According to a June 1, 2015 Beijing News story posted on the official Cyberspace Administration of China's website, "The First Research Institute of the Ministry of Public Security has been known as the 'National Team of Cyber Security'".27 Furthermore, First Research Institute is the organ that designed and implemented what it called Skynet in Xinjiang working with the Public Security Department of Xinjiang Uygur Autonomous Region, an entity on the Treasury Department's Specially Designated Nationals And Blocked Persons List for its role in human rights violations.28 The First Research Institute announced Skynet in Xinjiang in a January 21, 2015 article posted on the Cyberspace Administration of China's website with the headline: "First Research Institute of the Ministry of Public Security Set Up Four Platforms; Build Anti-Terrorism Anti-Violence 'SkyNet'", stating: "The timely handling of the Shule incident indeed was benefited from the 'Four Major Platforms' of the Xinjiang Public Security's Informatization, which the First Research Institute of the Ministry of Public Security and Public Security Department of Xinjiang Uygur Autonomous Region built over a period of three years - Video Information Integration Application Platform, Police Geographic Information Application Platform, National Security Information Application Platform and Internet Service Platform."29 To be clear, we do not have information that Cue's surveillance technology was used in Xinjiang or for human rights violations.
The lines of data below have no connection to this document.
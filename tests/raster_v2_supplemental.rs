//! Per-design structure checks for the second raster series.
//!
//! The format battery lives in `raster_v2_acceptance`; these assertions pin
//! down what makes each v2 design itself: symmetry, weight distribution and
//! the straight center ray.

use std::path::{Path, PathBuf};
use std::sync::OnceLock;

use image::RgbaImage;
use tempfile::TempDir;

use yuanchu_assets::designs::{raster_set, raster_v2, RASTER_DESIGNS, RASTER_V2_DESIGNS};
use yuanchu_assets::raster::stats;

fn out_dir() -> &'static Path {
    static DIR: OnceLock<TempDir> = OnceLock::new();
    DIR.get_or_init(|| {
        let dir = TempDir::new().expect("temp dir");
        raster_v2::generate(dir.path()).expect("generate v2 series");
        dir
    })
    .path()
}

fn dark(name: &str) -> RgbaImage {
    let path: PathBuf = out_dir().join(format!("{name}_dark.png"));
    stats::load(&path).expect("decode png")
}

#[test]
fn v2_designs_differ_from_the_first_series() {
    let v1_dir = TempDir::new().expect("temp dir");
    raster_set::generate(v1_dir.path()).expect("generate first series");

    let v1_hashes: Vec<[u64; 4]> = RASTER_DESIGNS
        .iter()
        .map(|name| {
            let path = v1_dir.path().join(format!("{name}_dark.png"));
            stats::pixel_hash(&stats::load(&path).expect("decode png"))
        })
        .collect();

    for name in RASTER_V2_DESIGNS {
        let hash = stats::pixel_hash(&dark(name));
        assert!(
            !v1_hashes.contains(&hash),
            "{name} duplicates a first-series design"
        );
    }
}

#[test]
fn displacement_rings_balance_left_and_right() {
    let q = stats::quadrant_counts(&dark("v2a_gravitational_displacement"));
    let left = q[0] + q[2];
    let right = q[1] + q[3];
    let ratio = left.min(right) as f64 / left.max(right) as f64;
    assert!(ratio > 0.8, "left {left} vs right {right}");
}

#[test]
fn displacement_spans_both_ring_centers() {
    let img = dark("v2a_gravitational_displacement");
    // The two rings reach well past the center on either side.
    let mut left_reach = false;
    let mut right_reach = false;
    for (x, y, p) in img.enumerate_pixels() {
        if y < 200 || y > 312 || (p[0] <= 30 && p[1] <= 30 && p[2] <= 30) {
            continue;
        }
        if x < 176 {
            left_reach = true;
        }
        if x > 336 {
            right_reach = true;
        }
    }
    assert!(left_reach && right_reach, "rings do not extend past the overlap");
}

#[test]
fn throat_weights_the_bottom_half() {
    let q = stats::quadrant_counts(&dark("v2b_schwarzschild_throat"));
    assert!(
        q[2] + q[3] > q[0] + q[1],
        "throat should sit below center: {q:?}"
    );
}

#[test]
fn emergence_grows_upward_from_its_origin() {
    let q = stats::quadrant_counts(&dark("v2c_tao_emergence"));
    assert!(
        q[0] + q[1] > q[2] + q[3],
        "branches should rise above center: {q:?}"
    );
}

#[test]
fn diamonds_spread_across_all_quadrants() {
    let q = stats::quadrant_counts(&dark("v2d_light_cone_diamond"));
    let min = *q.iter().min().expect("quadrants");
    let max = *q.iter().max().expect("quadrants");
    assert!(min > 0, "empty quadrant: {q:?}");
    assert!(
        min as f64 / max as f64 > 0.5,
        "nested diamonds should be roughly four-fold balanced: {q:?}"
    );
}

#[test]
fn deflection_keeps_the_center_ray_straight() {
    let img = dark("v2e_gravitational_deflection");
    let mut lit_rows = 0;
    for y in 80..432u32 {
        if (248..265u32).any(|x| img.get_pixel(x, y)[0] > 30) {
            lit_rows += 1;
        }
    }
    assert!(lit_rows >= 300, "center ray broken: {lit_rows} lit rows");
}

#[test]
fn deflection_bends_the_outer_rays_inward() {
    let img = dark("v2e_gravitational_deflection");
    // At mid height the outermost ray has been pulled toward the mass, so
    // the lit extent is narrower there than near the top edge.
    let lit_extent = |y: u32| -> Option<(u32, u32)> {
        let xs: Vec<u32> = (0..512u32)
            .filter(|&x| {
                let p = img.get_pixel(x, y);
                p[0] > 30 || p[1] > 30 || p[2] > 30
            })
            .collect();
        xs.first().copied().zip(xs.last().copied())
    };
    let (top_lo, top_hi) = lit_extent(90).expect("top row unlit");
    let (mid_lo, mid_hi) = lit_extent(256).expect("middle row unlit");
    assert!(
        mid_hi - mid_lo < top_hi - top_lo,
        "rays should converge toward the middle: top {}..{}, mid {}..{}",
        top_lo,
        top_hi,
        mid_lo,
        mid_hi
    );
}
Nonetheless, the collaboration is concerning, according to Jeffrey Stoff, a former U.S. government official who worked on technology protection and was quoted in The Wire China article: "'KKR is directly associating with parts of the state that develop surveillance that is responsible for human rights abuses. Even if the particular technology that [KKR] is investing in is deployed for the notionally benign use of temperature detection and Covid detection, it can be easily diverted to reprehensible applications. That needs to be assumed.'"30

25 Jeffrey Stoff and Glenn Tiffert, Hoover Institution, "Eyes Wide Open: Ethical Risks in Research Collaboration with China", December 2021, p. 5 https://www.scribd.com/document/545616632/Eyes-Wide-Open-Ethical-Risks-in-Research-Collaboration-with-China#download

26 https://www.bis.doc.gov/index.php/documents/regulations-docs/2713-supplement-no-6-to-part-744-unverified-list/file accessed 11/4/22

27 http://www.cac.gov.cn/2015-06/01/c 1115476484.htm , dated 6/1/2015, Cyberspace Administration of China website, source Beijing News, professional translation.

28 https://www.treasury.gov/ofac/downloads/sdnlist.pdf, accessed 11/4/22

29 http://www.cac.gov.cn/2015-01/21/c 1114068012.htm , dated 1/21/2015, Cyberspace Administration of China website, source Science and Technology Daily, professional translation.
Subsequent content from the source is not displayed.